Below are some records. Print all of them exactly as they appear.

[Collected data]
BEGIN

//! Profile and upload route handlers.
//!
//! The profile is the backend's user record; edits push the new values
//! to the identity provider, go through the same upsert used at
//! sign-in, and refresh the session copy so the header shows the new
//! name without a round trip. Photo files land on the external image
//! host and only the hosted URL is stored.

use axum::{
    Json,
    extract::{Multipart, State},
};
use serde::{Deserialize, Serialize};
use tower_sessions::Session;

use crate::api::{UpsertUser, UserRecord};
use crate::error::{AppError, Result};
use crate::middleware::{RequireUser, set_current_user};
use crate::models::CurrentUser;
use crate::state::AppState;

/// Multipart field name the upload form uses for the file.
const UPLOAD_FIELD: &str = "image";

// =============================================================================
// Request / Response Types
// =============================================================================

/// Profile update form.
#[derive(Debug, Deserialize)]
#[serde(rename_all = "camelCase")]
pub struct ProfileForm {
    pub name: String,
    #[serde(default)]
    pub photo_url: Option<String>,
}

/// Hosted location of an uploaded file.
#[derive(Debug, Serialize)]
#[serde(rename_all = "camelCase")]
pub struct UploadedFile {
    pub url: String,
}

// =============================================================================
// Handlers
// =============================================================================

/// Fetch the signed-in user's profile record.
///
/// GET /api/profile
pub async fn get_profile(
    RequireUser(user): RequireUser,
    State(state): State<AppState>,
) -> Result<Json<UserRecord>> {
    let record = state
        .backend()
        .get_user_by_email(&user.access_token, &user.email)
        .await?;

    Ok(Json(record))
}

/// Update display name and photo.
///
/// PUT /api/profile
///
/// Email is the account key and is not editable here.
pub async fn update_profile(
    RequireUser(user): RequireUser,
    State(state): State<AppState>,
    session: Session,
    Json(form): Json<ProfileForm>,
) -> Result<Json<UserRecord>> {
    let name = form.name.trim();
    if name.is_empty() {
        return Err(AppError::Validation("Name is required".to_string()));
    }
    let photo_url = form.photo_url.or_else(|| user.photo_url.clone());

    state
        .identity()
        .update_profile(&user.access_token, name, photo_url.as_deref())
        .await?;

    let record = state
        .backend()
        .upsert_user(
            &user.access_token,
            &UpsertUser {
                name: name.to_string(),
                email: user.email.clone(),
                photo_url,
            },
        )
        .await?;

    let refreshed = CurrentUser {
        name: record.name.clone(),
        email: record.email.clone(),
        photo_url: record.photo_url.clone(),
        access_token: user.access_token,
    };
    set_current_user(&session, &refreshed)
        .await
        .map_err(|e| AppError::Internal(format!("session write failed: {e}")))?;

    Ok(Json(record))
}

/// Upload an image and return its hosted URL.
///
/// POST /api/uploads
///
/// Accepts a multipart form with a single `image` file field. Used for
/// profile photos, blog covers, and claim documents.
///
/// # Errors
///
/// Returns 400 when the field is missing, empty, or over the size limit.
pub async fn upload(
    RequireUser(_user): RequireUser,
    State(state): State<AppState>,
    mut multipart: Multipart,
) -> Result<Json<UploadedFile>> {
    while let Some(field) = multipart
        .next_field()
        .await
        .map_err(|e| AppError::Validation(format!("unreadable multipart body: {e}")))?
    {
        if field.name() != Some(UPLOAD_FIELD) {
            continue;
        }

        let filename = field.file_name().unwrap_or("upload.jpg").to_string();
        let bytes = field
            .bytes()
            .await
            .map_err(|e| AppError::Validation(format!("unreadable upload: {e}")))?;

        let url = state
            .uploads()
            .upload_image(bytes.to_vec(), &filename)
            .await?;

        return Ok(Json(UploadedFile { url }));
    }

    Err(AppError::Validation(format!(
        "multipart field '{UPLOAD_FIELD}' is required"
    )))
}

END

RESULT OF THIS TASK.
//! Profile and upload route handlers.
//!
//! The profile is the backend's user record; edits push the new values
//! to the identity provider, go through the same upsert used at
//! sign-in, and refresh the session copy so the header shows the new
//! name without a round trip. Photo files land on the external image
//! host and only the hosted URL is stored.

use axum::{
    Json,
    extract::{Multipart, State},
};
use serde::{Deserialize, Serialize};
use tower_sessions::Session;

use crate::api::{UpsertUser, UserRecord};
use crate::error::{AppError, Result};
use crate::middleware::{RequireUser, set_current_user};
use crate::models::CurrentUser;
use crate::state::AppState;

/// Multipart field name the upload form uses for the file.
const UPLOAD_FIELD: &str = "image";

// =============================================================================
// Request / Response Types
// =============================================================================

/// Profile update form.
#[derive(Debug, Deserialize)]
#[serde(rename_all = "camelCase")]
pub struct ProfileForm {
    pub name: String,
    #[serde(default)]
    pub photo_url: Option<String>,
}

/// Hosted location of an uploaded file.
#[derive(Debug, Serialize)]
#[serde(rename_all = "camelCase")]
pub struct UploadedFile {
    pub url: String,
}

// =============================================================================
// Handlers
// =============================================================================

/// Fetch the signed-in user's profile record.
///
/// GET /api/profile
pub async fn get_profile(
    RequireUser(user): RequireUser,
    State(state): State<AppState>,
) -> Result<Json<UserRecord>> {
    let record = state
        .backend()
        .get_user_by_email(&user.access_token, &user.email)
        .await?;

    Ok(Json(record))
}

/// Update display name and photo.
///
/// PUT /api/profile
///
/// Email is the account key and is not editable here.
pub async fn update_profile(
    RequireUser(user): RequireUser,
    State(state): State<AppState>,
    session: Session,
    Json(form): Json<ProfileForm>,
) -> Result<Json<UserRecord>> {
    let name = form.name.trim();
    if name.is_empty() {
        return Err(AppError::Validation("Name is required".to_string()));
    }
    let photo_url = form.photo_url.or_else(|| user.photo_url.clone());

    state
        .identity()
        .update_profile(&user.access_token, name, photo_url.as_deref())
        .await?;

    let record = state
        .backend()
        .upsert_user(
            &user.access_token,
            &UpsertUser {
                name: name.to_string(),
                email: user.email.clone(),
                photo_url,
            },
        )
        .await?;

    let refreshed = CurrentUser {
        name: record.name.clone(),
        email: record.email.clone(),
        photo_url: record.photo_url.clone(),
        access_token: user.access_token,
    };
    set_current_user(&session, &refreshed)
        .await
        .map_err(|e| AppError::Internal(format!("session write failed: {e}")))?;

    Ok(Json(record))
}

/// Upload an image and return its hosted URL.
///
/// POST /api/uploads
///
/// Accepts a multipart form with a single `image` file field. Used for
/// profile photos, blog covers, and claim documents.
///
/// # Errors
///
/// Returns 400 when the field is missing, empty, or over the size limit.
pub async fn upload(
    RequireUser(_user): RequireUser,
    State(state): State<AppState>,
    mut multipart: Multipart,
) -> Result<Json<UploadedFile>> {
    while let Some(field) = multipart
        .next_field()
        .await
        .map_err(|e| AppError::Validation(format!("unreadable multipart body: {e}")))?
    {
        if field.name() != Some(UPLOAD_FIELD) {
            continue;
        }

        let filename = field.file_name().unwrap_or("upload.jpg").to_string();
        let bytes = field
            .bytes()
            .await
            .map_err(|e| AppError::Validation(format!("unreadable upload: {e}")))?;

        let url = state
            .uploads()
            .upload_image(bytes.to_vec(), &filename)
            .await?;

        return Ok(Json(UploadedFile { url }));
    }

    Err(AppError::Validation(format!(
        "multipart field '{UPLOAD_FIELD}' is required"
    )))
}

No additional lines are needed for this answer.